How's that? XD Now we can chat about what we want to plan without RPing for a day or so - just until we can figure out what comes next. Also - it ends this part on a perfect cliffhanger:





> "If the situation had only just gotten dangerous, how bad could it possibly become?"
> 
>     - _Jechtael_



 What do you think? Maybe we can create a new thread just to keep up appearances? You know like a new volume.

----------


## JET73L

I don't know, it might be a good idea to keep it all in one thread for now, and separate it into volumes later, if necessary. (and I was hoping not to have to make a big deal about that last post, so whatever happens, we can decide if it is canon or not before the end of the break).

Thanks for the intermission. I don;t really have anything to discuss right now, since I'm kind of sleepy and short on time, but yeah, discussing what comes next might be a good idea.

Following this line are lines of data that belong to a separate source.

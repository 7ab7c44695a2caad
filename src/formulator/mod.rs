//! Builds the node set, indexes, variables, objective and constraints of the
//! routing program from a registry snapshot (C3).

use std::collections::HashMap;

use good_lp::{variable, Constraint, Expression, ProblemVariables, Variable};
use itertools::Itertools;

use crate::distance::oracle::DistanceOracle;
use crate::domain::registry::Registry;
use crate::domain::types::{Stop, StopOwner, VehicleId, DEPOT};
use crate::errors::Error;

/// Caller-supplied objective weights (§4.3: `alpha`, `beta`, `gamma`).
#[derive(Debug, Clone, Copy)]
pub struct Weights {
    pub alpha: f64,
    pub beta: f64,
    pub gamma: f64,
}

/// Per-run configuration consumed by the formulator.
#[derive(Debug, Clone, Copy)]
pub struct RunConfig {
    pub weights: Weights,
    pub penalty: f64,
    pub detour_limit: f64,
}

/// A node of the indexed routing graph. `None` at index 0 denotes the depot.
pub type Node = Option<Stop>;

/// The indexed problem built from a registry snapshot, together with the
/// variables and constraints needed to solve it.
pub struct Formulation {
    pub vars: ProblemVariables,
    pub objective: Expression,
    pub base_constraints: Vec<Constraint>,

    pub nodes: Vec<Node>,
    pub vehicle_order: Vec<VehicleId>,

    /// `e[(i, j, k)]`
    pub e: HashMap<(usize, usize, usize), Variable>,
    /// `p[(i, k)]`
    pub p: HashMap<(usize, usize), Variable>,
    /// `u[i]`, `i != 0`
    pub u: HashMap<usize, Variable>,
}

impl Formulation {
    pub fn node_count(&self) -> usize {
        self.nodes.len()
    }

    pub fn vehicle_count(&self) -> usize {
        self.vehicle_order.len()
    }
}

/// The location a node index resolves to; the depot node (index 0) carries
/// no `Stop`, so it resolves to the depot sentinel directly.
fn loc_of(nodes: &[Node], idx: usize) -> crate::domain::types::Location {
    match nodes[idx] {
        Some(stop) => stop.location,
        None => DEPOT,
    }
}

/// Build the MIP formulation from the current registry snapshot. Vehicles
/// whose shift has already ended must be expired by the caller before this
/// runs (§4.2).
pub fn build(registry: &Registry, oracle: &DistanceOracle, config: RunConfig) -> Result<Formulation, Error> {
    let vehicle_order: Vec<VehicleId> = registry.vehicles.keys().copied().sorted().collect();
    let nv = vehicle_order.len();

    // --- node indexing: depot first, then one stop per origin/pickup/dropoff ---
    let mut nodes: Vec<Node> = vec![None];
    let mut index_of: HashMap<Stop, usize> = HashMap::new();

    let mut origins: Vec<usize> = Vec::with_capacity(nv);
    for &vid in &vehicle_order {
        let vehicle = &registry.vehicles[&vid];
        let stop = Stop::new(vehicle.origin, StopOwner::VehicleOrigin(vid));
        let idx = nodes.len();
        nodes.push(Some(stop));
        index_of.insert(stop, idx);
        origins.push(idx);
    }

    let request_order: Vec<u64> = registry.requests.keys().copied().sorted().collect();
    let mut pickups: Vec<usize> = Vec::with_capacity(request_order.len());
    let mut dropoffs: Vec<usize> = Vec::with_capacity(request_order.len());
    for &rid in &request_order {
        let request = &registry.requests[&rid];
        let pu_stop = Stop::new(request.pickup, StopOwner::RequestPickup(rid));
        let pu_idx = nodes.len();
        nodes.push(Some(pu_stop));
        index_of.insert(pu_stop, pu_idx);
        pickups.push(pu_idx);

        let do_stop = Stop::new(request.dropoff, StopOwner::RequestDropoff(rid));
        let do_idx = nodes.len();
        nodes.push(Some(do_stop));
        index_of.insert(do_stop, do_idx);
        dropoffs.push(do_idx);
    }

    let n = nodes.len();

    // --- variables ---
    let mut vars = ProblemVariables::new();
    let mut e: HashMap<(usize, usize, usize), Variable> = HashMap::new();
    for i in 0..n {
        for j in 0..n {
            if i == j {
                continue;
            }
            for k in 0..nv {
                e.insert((i, j, k), vars.add(variable().binary()));
            }
        }
    }

    let mut p: HashMap<(usize, usize), Variable> = HashMap::new();
    for i in 0..n {
        for k in 0..nv {
            p.insert((i, k), vars.add(variable().binary()));
        }
    }

    let mut u: HashMap<usize, Variable> = HashMap::new();
    for i in 1..n {
        u.insert(i, vars.add(variable().binary()));
    }

    let mut s: HashMap<usize, Variable> = HashMap::new();
    for i in 1..n {
        s.insert(i, vars.add(variable().min(1).max(n as f64).integer()));
    }

    // --- objective ---
    let mut objective = Expression::from(0.);
    for ((i, j, _k), &var) in &e {
        let cost = oracle.cost(loc_of(&nodes, *i), loc_of(&nodes, *j));
        objective += config.weights.alpha * cost as f64 * var;
    }
    for &pu_idx in &pickups {
        let request = request_at(registry, nodes[pu_idx]);
        for k in 0..nv {
            let var = p[&(pu_idx, k)];
            objective += config.weights.beta * (-(request.party_size as f64)) * var;
        }
    }
    for i in 1..n {
        objective += config.weights.gamma * config.penalty * u[&i];
    }

    // --- constraints ---
    let mut cons: Vec<Constraint> = Vec::new();

    // 1. unique servicer
    for i in 1..n {
        let sum: Expression = (0..nv).map(|k| p[&(i, k)]).sum();
        cons.push(sum.leq(1.));
    }

    // 2 & 3. flow conservation, excluding origins and depot
    for i in 1..n {
        if origins.contains(&i) {
            continue;
        }
        for k in 0..nv {
            let out_sum: Expression = (0..n).filter(|&j| j != i).map(|j| e[&(i, j, k)]).sum();
            cons.push(out_sum.eq(p[&(i, k)]));

            let in_sum: Expression = (0..n).filter(|&j| j != i).map(|j| e[&(j, i, k)]).sum();
            cons.push(in_sum.eq(p[&(i, k)]));
        }
    }

    // 4. depot boundary
    let depot_servicer_sum: Expression = (0..nv).map(|k| p[&(0, k)]).sum();
    cons.push(depot_servicer_sum.eq(nv as f64));
    for k in 0..nv {
        let into_depot: Expression = (1..n).map(|i| e[&(i, 0, k)]).sum();
        cons.push(into_depot.eq(1.));
        let out_of_depot: Expression = (1..n).map(|j| e[&(0, j, k)]).sum();
        cons.push(out_of_depot.eq(0.));
    }

    // 5. origin pinning: vehicle k's own origin is serviced by k and has one
    // outgoing edge under k; no vehicle edge enters ANY origin (intentional,
    // §9: origins are one-shot source nodes, not merely "not its own").
    for (k, &origin_idx) in origins.iter().enumerate() {
        cons.push(Expression::from(p[&(origin_idx, k)]).eq(1.));
        let out_sum: Expression = (0..n).filter(|&j| j != origin_idx).map(|j| e[&(origin_idx, j, k)]).sum();
        cons.push(out_sum.eq(p[&(origin_idx, k)]));
    }
    for &origin_idx in &origins {
        let in_sum: Expression = (0..n)
            .filter(|&i| i != origin_idx)
            .flat_map(|i| (0..nv).map(move |k| (i, k)))
            .map(|(i, k)| e[&(i, origin_idx, k)])
            .sum();
        cons.push(in_sum.eq(0.));
    }

    // 6. working-time budget
    for (k, &vid) in vehicle_order.iter().enumerate() {
        let vehicle = &registry.vehicles[&vid];
        let total: Expression = (0..n)
            .flat_map(|i| (0..n).filter(move |&j| j != i).map(move |j| (i, j)))
            .map(|(i, j)| {
                let cost = oracle.cost(loc_of(&nodes, i), loc_of(&nodes, j));
                cost as f64 * e[&(i, j, k)]
            })
            .sum();
        cons.push(total.leq(vehicle.working_time_seconds as f64));
    }

    // 7. capacity
    for (k, &vid) in vehicle_order.iter().enumerate() {
        let vehicle = &registry.vehicles[&vid];
        let load: Expression = pickups
            .iter()
            .map(|&i| {
                let request = request_at(registry, nodes[i]);
                request.party_size as f64 * p[&(i, k)]
            })
            .sum();
        cons.push(load.leq(vehicle.capacity as f64));
    }

    // 8. penalty indicator
    for i in 1..n {
        let servicer_sum: Expression = (0..nv).map(|k| p[&(i, k)]).sum();
        cons.push((1. - servicer_sum).eq(u[&i]));
    }

    // 9. pair co-assignment
    for (&pu_idx, &do_idx) in pickups.iter().zip(dropoffs.iter()) {
        for k in 0..nv {
            cons.push(Expression::from(p[&(pu_idx, k)]).eq(p[&(do_idx, k)]));
        }
    }

    // 10. MTZ order
    for k in 0..nv {
        for i in 1..n {
            for j in 1..n {
                if i == j {
                    continue;
                }
                let edge = e[&(i, j, k)];
                cons.push((s[&i] - s[&j] - (n as f64) * (1. - edge)).leq(-1.));
            }
        }
    }
    for (&pu_idx, &do_idx) in pickups.iter().zip(dropoffs.iter()) {
        cons.push((s[&pu_idx] + 1.).leq(s[&do_idx]));
    }

    // --- warm-start / commitment (§4.3) ---
    for (k, &vid) in vehicle_order.iter().enumerate() {
        let vehicle = &registry.vehicles[&vid];
        for &request_id in &vehicle.on_board {
            if let Some(&pu_idx) = index_of.get(&Stop::new(
                registry.requests[&request_id].pickup,
                StopOwner::RequestPickup(request_id),
            )) {
                cons.push(Expression::from(p[&(pu_idx, k)]).eq(1.));
            }
        }
        if let Some(next) = vehicle.next_loc {
            if let (Some(&here_idx), Some(&next_idx)) = (index_of.get(&vehicle.here), index_of.get(&next)) {
                cons.push(Expression::from(e[&(here_idx, next_idx, k)]).eq(1.));
            }
        }
    }

    Ok(Formulation {
        vars,
        objective,
        base_constraints: cons,
        nodes,
        vehicle_order,
        e,
        p,
        u,
    })
}

fn request_at(registry: &Registry, node: Node) -> &crate::domain::types::Request {
    match node.expect("request_at called on depot node").owner {
        StopOwner::RequestPickup(id) | StopOwner::RequestDropoff(id) => &registry.requests[&id],
        StopOwner::VehicleOrigin(_) => panic!("request_at called on a vehicle-origin stop"),
    }
}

So, do you have any plans for Macha, as mentioned in the last post?

----------


## Seanchaidh

Hmm....let's see....I was thinking that maybe something could happen to Mia perhaps as she used to be Macha. I know - in one of the earlier posts - that I said that the macha part of Mia got deleted or something but perhaps there is still a part of her connected to Macha? Maybe if Macha is defeated once and for all then Mia would disappear or something.

  Do you have any ideas?

----------


## JET73L

That's cool, I'm thinking that Mia probably ends up "dead" after the final battle.
I also plan to write a companion paper on the phases as they're woken up and experimented on and choose their hosts for G.U., so I'll have to see how the Macha GU thing relates to Mia.
I know Mia's not surviving. Backing her up to an offline computer would make the victory seem hollow. The same probably goes for Random.

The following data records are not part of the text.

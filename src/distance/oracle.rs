//! Memoized point-to-point travel-time provider (C1).

use std::collections::HashMap;

use crate::distance::planner::ShortestPathPlanner;
use crate::domain::types::{Location, DEPOT};

/// A cost representing "unreachable" — large enough that the working-time
/// budget constraint (§4.3 constraint 6) forbids any route crossing it,
/// without propagating a hard process error (§7: oracle failure is not fatal).
pub const UNREACHABLE_COST: u64 = 1_000_000_000;

/// Sparse, not-assumed-symmetric `(Location, Location) -> seconds` table,
/// backed by a [`ShortestPathPlanner`]. Entries are additively grown and never
/// evicted within a run; this is the only source of edge costs consumed by
/// the formulator and the repair loop.
pub struct DistanceOracle {
    planner: Box<dyn ShortestPathPlanner>,
    table: HashMap<(Location, Location), u64>,
}

impl DistanceOracle {
    pub fn new(planner: Box<dyn ShortestPathPlanner>) -> Self {
        DistanceOracle {
            planner,
            table: HashMap::new(),
        }
    }

    /// Compute and store the cost for `(a, b)` if absent. A no-op if already
    /// memoized.
    pub fn ensure(&mut self, a: Location, b: Location) {
        if self.table.contains_key(&(a, b)) {
            return;
        }

        let cost = if a == DEPOT || b == DEPOT {
            0
        } else {
            self.planner.init();
            self.planner.astar(a, b).unwrap_or(UNREACHABLE_COST)
        };

        self.table.insert((a, b), cost);
    }

    /// Read the memoized cost for `(a, b)`. Panics if `ensure` was never
    /// called for this pair — callers (formulator, decoder, repair loop) are
    /// expected to warm the oracle during admission before reading from it.
    pub fn cost(&self, a: Location, b: Location) -> u64 {
        if a == DEPOT || b == DEPOT {
            return 0;
        }
        *self
            .table
            .get(&(a, b))
            .unwrap_or_else(|| panic!("distance oracle queried for un-warmed pair ({a}, {b})"))
    }
}

#[cfg(test)]
mod tests {
    use super::*;
    use crate::distance::planner::StaticGraphPlanner;

    #[test]
    fn depot_pairs_are_always_zero_cost() {
        let mut oracle = DistanceOracle::new(Box::new(StaticGraphPlanner::complete(&[1, 2], 50)));
        oracle.ensure(DEPOT, 1);
        assert_eq!(oracle.cost(DEPOT, 1), 0);
        assert_eq!(oracle.cost(1, DEPOT), 0);
    }

    #[test]
    fn ensure_memoizes_planner_result() {
        let mut oracle = DistanceOracle::new(Box::new(StaticGraphPlanner::complete(&[1, 2], 77)));
        oracle.ensure(1, 2);
        assert_eq!(oracle.cost(1, 2), 77);
    }

    #[test]
    fn unreachable_pair_becomes_prohibitive_cost() {
        let mut planner = StaticGraphPlanner::new();
        planner.add_bidirectional_edge(1, 2, 10);
        let mut oracle = DistanceOracle::new(Box::new(planner));
        oracle.ensure(1, 3);
        assert_eq!(oracle.cost(1, 3), UNREACHABLE_COST);
    }

    #[test]
    fn repeated_ensure_does_not_change_memoized_value() {
        let mut oracle = DistanceOracle::new(Box::new(StaticGraphPlanner::complete(&[1, 2], 10)));
        oracle.ensure(1, 2);
        oracle.ensure(1, 2);
        assert_eq!(oracle.cost(1, 2), 10);
    }
}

Anyway, I'm thinking the Twin Blade fights us in a 3-way battle against the second to last phase, then completely snaps ("My name's... Not... KITE!") and just becomes a liability that turns the tide as it fights anyone and everyone during the final battle against Corbenik (crow form?) and Morganna. Mia distracts Corbenik and Morgana, maybe attacking Morganna and Casting from Hit Points (below 0 HP sort of thing), Corbenik and Azure Flame protect-broken, Jechtael data drains all of the above through the slowly degrading Azure Flame, big flash of everything going bye, then a news flash of the World collapsing and the few people who were comatose waking up. Heartwarming scenes from everyone, a "wake" for Mia and Random, that sort of thing.

Before the second-to-last battle, there is some sort of thing where we flash back over the last couple of days, Brigit explaining stuff and coming clean about her involvement with the original Altimit stuff, some stuff being explained by Mistral and whatever characters you have that might know something, that sort of thing.

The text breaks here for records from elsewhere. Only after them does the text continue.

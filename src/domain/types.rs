//! Core entities of the routing graph: locations, stops, requests and vehicles.

use std::collections::{HashMap, HashSet};

/// An opaque road-network location id. `0` is reserved for the artificial depot.
pub type Location = u64;

/// The sentinel location that every route starts from (implicitly) and ends at.
pub const DEPOT: Location = 0;

pub type RequestId = u64;
pub type VehicleId = u64;

/// Which entity a [`Stop`] belongs to. Modeled as a tagged variant rather than
/// a shared base type so the decoder and formulator can match on it directly.
#[derive(Debug, Clone, Copy, PartialEq, Eq, Hash)]
pub enum StopOwner {
    VehicleOrigin(VehicleId),
    RequestPickup(RequestId),
    RequestDropoff(RequestId),
}

/// A node of the routing graph: a location paired with the entity that owns it.
/// Two requests sharing a pickup location are still distinct stops.
#[derive(Debug, Clone, Copy, PartialEq, Eq, Hash)]
pub struct Stop {
    pub location: Location,
    pub owner: StopOwner,
}

impl Stop {
    pub fn new(location: Location, owner: StopOwner) -> Self {
        Stop { location, owner }
    }
}

/// A passenger request. Identity fields never change after admission; the
/// remaining fields are plan state rewritten every tick by the decoder/repair loop.
#[derive(Debug, Clone)]
pub struct Request {
    pub id: RequestId,
    pub request_time: u64,
    pub pickup: Location,
    pub dropoff: Location,
    pub party_size: u32,

    pub shortest_time: u64,
    pub expected_waiting_time: u64,
    pub expected_travel_time: u64,
    pub assigned_vehicle: Option<VehicleId>,
    pub picked_up: bool,
    pub dropped_off: bool,
}

impl Request {
    pub fn new(
        id: RequestId,
        request_time: u64,
        pickup: Location,
        dropoff: Location,
        party_size: u32,
    ) -> Self {
        Request {
            id,
            request_time,
            pickup,
            dropoff,
            party_size,
            shortest_time: 0,
            expected_waiting_time: 0,
            expected_travel_time: 0,
            assigned_vehicle: None,
            picked_up: false,
            dropped_off: false,
        }
    }

    /// Clear plan state, returning the request to the unassigned pool.
    pub fn reset_plan(&mut self) {
        self.expected_waiting_time = 0;
        self.expected_travel_time = 0;
        self.assigned_vehicle = None;
        self.picked_up = false;
        self.dropped_off = false;
    }
}

/// One entry of a committed vehicle route: the stop visited, its owner, and the
/// cumulative travel time (seconds since the vehicle's origin) at arrival.
#[derive(Debug, Clone, Copy)]
pub struct RouteEntry {
    pub location: Location,
    pub owner: StopOwner,
    pub cumulative_seconds: u64,
}

/// A vehicle. Identity fields are fixed at admission; the rest is plan state
/// rebuilt by the decoder and repair loop every tick.
#[derive(Debug, Clone)]
pub struct Vehicle {
    pub id: VehicleId,
    pub start_time: u64,
    pub origin: Location,
    pub working_time_seconds: u64,
    pub capacity: u32,

    pub route: Vec<RouteEntry>,
    pub on_board: HashSet<RequestId>,
    pub detour_ratio: HashMap<RequestId, f64>,
    pub travel_time: u64,
    /// The stop the vehicle currently occupies (or its origin, before the first solve).
    pub here: Stop,
    /// The stop a committed edge says the vehicle is heading to next, if any.
    pub next_loc: Option<Stop>,
}

impl Vehicle {
    pub fn new(
        id: VehicleId,
        start_time: u64,
        origin: Location,
        working_time_seconds: u64,
        capacity: u32,
    ) -> Self {
        let here = Stop::new(origin, StopOwner::VehicleOrigin(id));
        Vehicle {
            id,
            start_time,
            origin,
            working_time_seconds,
            capacity,
            route: Vec::new(),
            on_board: HashSet::new(),
            detour_ratio: HashMap::new(),
            travel_time: 0,
            here,
            next_loc: None,
        }
    }

    /// Whether this vehicle's shift has ended by `now`.
    pub fn expired(&self, now: u64) -> bool {
        self.start_time + self.working_time_seconds <= now
    }

    /// Seats currently occupied, recomputed from `on_board` rather than tracked
    /// incrementally (the original `num_users` bookkeeping had a membership-test
    /// bug; recomputation sidesteps it entirely).
    pub fn occupied_seats(&self, requests: &HashMap<RequestId, Request>) -> u32 {
        self.on_board
            .iter()
            .filter_map(|id| requests.get(id))
            .map(|r| r.party_size)
            .sum()
    }

    /// True if any on-board rider's detour ratio exceeds `limit`.
    pub fn has_detour_violation(&self, limit: f64) -> bool {
        self.detour_ratio.values().any(|&ratio| ratio > limit)
    }

    /// Reset plan state ahead of a fresh decode, keeping identity and the
    /// previously committed `(here, next_loc)` promise intact.
    pub fn reset_plan(&mut self) {
        self.route.clear();
        self.on_board.clear();
        self.detour_ratio.clear();
        self.travel_time = 0;
    }

    /// Advance `here`/`next_loc` to the committed route's first stop whose
    /// cumulative time strictly exceeds elapsed shift time (§4.7 step 4).
    pub fn advance(&mut self, now: u64) {
        let elapsed = now.saturating_sub(self.start_time);
        match self.route.iter().position(|e| e.cumulative_seconds > elapsed) {
            Some(0) => {
                self.here = Stop::new(self.origin, StopOwner::VehicleOrigin(self.id));
                self.next_loc = Some(Stop::new(self.route[0].location, self.route[0].owner));
            }
            Some(idx) => {
                let prev = self.route[idx - 1];
                self.here = Stop::new(prev.location, prev.owner);
                self.next_loc = Some(Stop::new(self.route[idx].location, self.route[idx].owner));
            }
            None => {
                if let Some(last) = self.route.last() {
                    self.here = Stop::new(last.location, last.owner);
                }
                self.next_loc = None;
            }
        }
    }
}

Anything your characters or Helba might know about the whole Second Pluto-Aura-Ultimate AI-Morganna-dotHackers thing? just skeleton details, so we can see what fits and flesh it out for the restart of the RP?
If you have any ideas for the final battle, or any problems with my idea for it, please tell me.

----------


## Seanchaidh

......

That sounds pretty damn good. I couldn't have thought up better if I tried. 

I was just thinking - how are they going to beat Morganna for good as she *is* the game itself? Maybe once they have beat her, then that is definitely the end of the series as the game would be too corrupted for it to load properly...

Or maybe, Aura would be able to fix it somehow. As she is basically a much more advanced form of AI than Morganna. So when Morganna is gone, the entire system begins to crash and break down but Aura takes over and seeing as part of her code includes some of Morganna's characteristics then she would probably be able to incorporate the game code into her own code (as Morganna's biggest attribute is being able to incorporate the game data into her own). 

Of course Aura may have difficulty with this so she would need help by some programmers possibly (which include system administrators and hackers i.e. Helba). Also during the fight maybe Helba's mask gets knocked off alluding to .Hack//XXXX where you actually get to see what her avatar's face looks like without the mask on. 

Any other ideas?

----------


## JET73L

It';s the End of the World. Aura disappeared on Christmas Eve, she's not coming back.
I had planned for it to be that our defeat of Aura coincided with Project G.U. (supposedly) crashing The World v1, but I double-checked the dates. We're at most to February, so there'll have to be a timeskip of a couple months, then a much shorter timeskip between the last and second-to last battles.

And yeah, i think it might be good for Helba's mask to get knocked off, but only if something majorly bad happens, like Morganna attacking her, or a rogue Data Drain from Azure Flame.

Got it. Azure Flame regains just a little bit of control, starts fervently trying to data drain the characters and Morganna and hits Helba, she falls and her mask falls off her face, broken, that's Jechtael's cue to go Cold Fury and data drain Corbenik, Morganna, and Heroic Sacrifice Mia through Azure Flame.

And just to remind you, I'm counting Azure Flame as the date for Kite that Morganna is using, that eventually becomes the rogue Tri-Edge.

if you have any background information that your characters or Helba might choose to share with the new .hackers (possibly along with a former admin or two, *cough* Balmung *cough*), go ahead and PM it to me so i can try and finish compiling the events of the timeskip. then we can work out some chapters for individual characters. Since, y'know, this kind of isn't really an RP any more.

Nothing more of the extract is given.